Literature DB >> 24226493

Protective lung ventilation in operating room: a systematic review.

E Futier1, J M Constantin, S Jaber.   

Abstract

Postoperative pulmonary and extrapulmonary complications adversely affect clinical outcomes and healthcare utilization, so that prevention has become a measure of the quality of perioperative care. Mechanical ventilation is an essential support therapy to maintain adequate gas exchange during general anesthesia for surgery.

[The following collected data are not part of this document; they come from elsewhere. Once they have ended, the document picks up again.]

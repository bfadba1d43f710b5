//! Stroke point capture, resampling, and smoothing

use glam::Vec2;
use serde::{Deserialize, Serialize};
use tracing::trace;

use crate::constants::{
    BATCH_UPDATE_INTERVAL_MS, MAX_POINT_DISTANCE, MIN_PRESSURE, PRESSURE_DECAY, SMOOTHING_STRENGTH,
};

/// One sampled point of a freehand stroke
#[derive(Debug, Clone, Copy, PartialEq, Serialize, Deserialize)]
pub struct StrokePoint {
    /// Position in surface coordinates
    pub pos: Vec2,
    /// Simulated pressure in [MIN_PRESSURE, 1.0]
    pub pressure: f32,
    /// Capture time in milliseconds
    pub time_ms: i64,
}

/// Point sequence for one press-to-release gesture.
///
/// Raw pointer samples are filtered (over-sampling), gap-filled
/// (under-sampling), and annotated with a speed-derived pressure as they are
/// pushed. The buffer is owned by the capture side and cleared on release or
/// cancellation.
#[derive(Debug, Default)]
pub struct StrokeBuffer {
    points: Vec<StrokePoint>,
    /// Time of the last real input sample (0 = none yet)
    last_time: i64,
}

impl StrokeBuffer {
    pub fn new() -> Self {
        Self::default()
    }

    #[inline]
    pub fn points(&self) -> &[StrokePoint] {
        &self.points
    }

    #[inline]
    pub fn len(&self) -> usize {
        self.points.len()
    }

    #[inline]
    pub fn is_empty(&self) -> bool {
        self.points.is_empty()
    }

    #[inline]
    pub fn last(&self) -> Option<&StrokePoint> {
        self.points.last()
    }

    pub fn clear(&mut self) {
        self.points.clear();
        self.last_time = 0;
    }

    /// Push a raw input sample.
    ///
    /// Samples closer than `min_distance` to the last stored point are
    /// dropped. Gaps longer than [`MAX_POINT_DISTANCE`] are filled with
    /// interpolated points carrying the last known pressure. The first point
    /// of a stroke always has pressure 1.0.
    ///
    /// `time_ms` must be non-decreasing within a stroke. Returns the number
    /// of points appended (0 when the sample was dropped).
    pub fn push(&mut self, pos: Vec2, time_ms: i64, min_distance: f32) -> usize {
        debug_assert!(time_ms >= self.last_time);
        let mut appended = 0;
        if let Some(last) = self.points.last().copied() {
            let distance = last.pos.distance(pos);
            if distance < min_distance {
                trace!("dropped over-sampled point at ({:.1}, {:.1})", pos.x, pos.y);
                return 0;
            }
            if distance > MAX_POINT_DISTANCE {
                let steps = (distance / MAX_POINT_DISTANCE).ceil() as i64;
                for i in 1..steps {
                    let t = i as f32 / steps as f32;
                    let time = self.last_time + ((time_ms - self.last_time) as f32 * t) as i64;
                    self.points.push(StrokePoint {
                        pos: last.pos.lerp(pos, t),
                        pressure: last.pressure,
                        time_ms: time,
                    });
                    appended += 1;
                }
            }
        }
        let time_delta = if self.last_time == 0 {
            BATCH_UPDATE_INTERVAL_MS
        } else {
            (time_ms - self.last_time).max(1)
        };
        let pressure = match self.points.last() {
            None => 1.0,
            Some(last) => {
                let speed = last.pos.distance(pos) / time_delta as f32;
                let target = (1.0 - speed * 0.1).clamp(MIN_PRESSURE, 1.0);
                last.pressure * PRESSURE_DECAY + target * (1.0 - PRESSURE_DECAY)
            }
        };
        self.points.push(StrokePoint {
            pos,
            pressure,
            time_ms,
        });
        self.last_time = time_ms;
        appended + 1
    }
}

/// Apply one pass of the three-point position blend.
///
/// The first two points and the last point stay in place; everything in
/// between moves toward the average of its raw neighbors. Returns the input
/// unchanged for fewer than four points.
pub fn smooth(points: &[StrokePoint]) -> Vec<StrokePoint> {
    if points.len() < 4 {
        return points.to_vec();
    }
    let mut result = Vec::with_capacity(points.len());
    result.push(points[0]);
    result.push(points[1]);
    for i in 2..points.len() - 1 {
        let prev = points[i - 1].pos;
        let curr = points[i].pos;
        let next = points[i + 1].pos;
        let pos = curr * (1.0 - SMOOTHING_STRENGTH) + (prev + next) * (SMOOTHING_STRENGTH / 2.0);
        result.push(StrokePoint { pos, ..points[i] });
    }
    result.push(points[points.len() - 1]);
    result
}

Mechanical ventilation using high tidal volume (VT) (between 10 and 15 mL/kg) has been historically encouraged to prevent hypoxemia and atelectasis formation in anesthetized patients undergoing abdominal and thoracic surgery. However, there is accumulating evidence from both experimental and clinical studies that mechanical ventilation, especially the use of high VT and plateau pressure, may potentially aggravate or even initiate lung injury. Ventilator-associated lung injury can result from cyclic alveolar overdistension of non-dependent lung tissue, and repetitive opening and closing of dependent lung tissue resulting in ultrastructural damage at the junction of closed and open alveoli. Lung-protective ventilation, which refers to the use of lower VT and limited plateau pressure to minimize overdistension, and positive end-expiratory pressure to prevent alveolar collapse at end-expiration, was shown to improve outcome in critically ill patients with acute respiratory distress syndrome (ARDS). It has been recently suggested that this approach might also be beneficial in a broader population, especially in critically ill patients without ARDS at the onset of mechanical ventilation. There is, however, little evidence regarding a potential beneficial effect of lung protective ventilation during surgery, especially in patients with healthy lungs. Although surgical patients are frequently exposed to much shorter periods of mechanical ventilation, this is an important gap in knowledge given the number of patients receiving mechanical ventilation in the operating room. This review developed the benefits of lung protective ventilation during surgery and general anesthesia and offers some recommendations for mechanical ventilation in the surgical context.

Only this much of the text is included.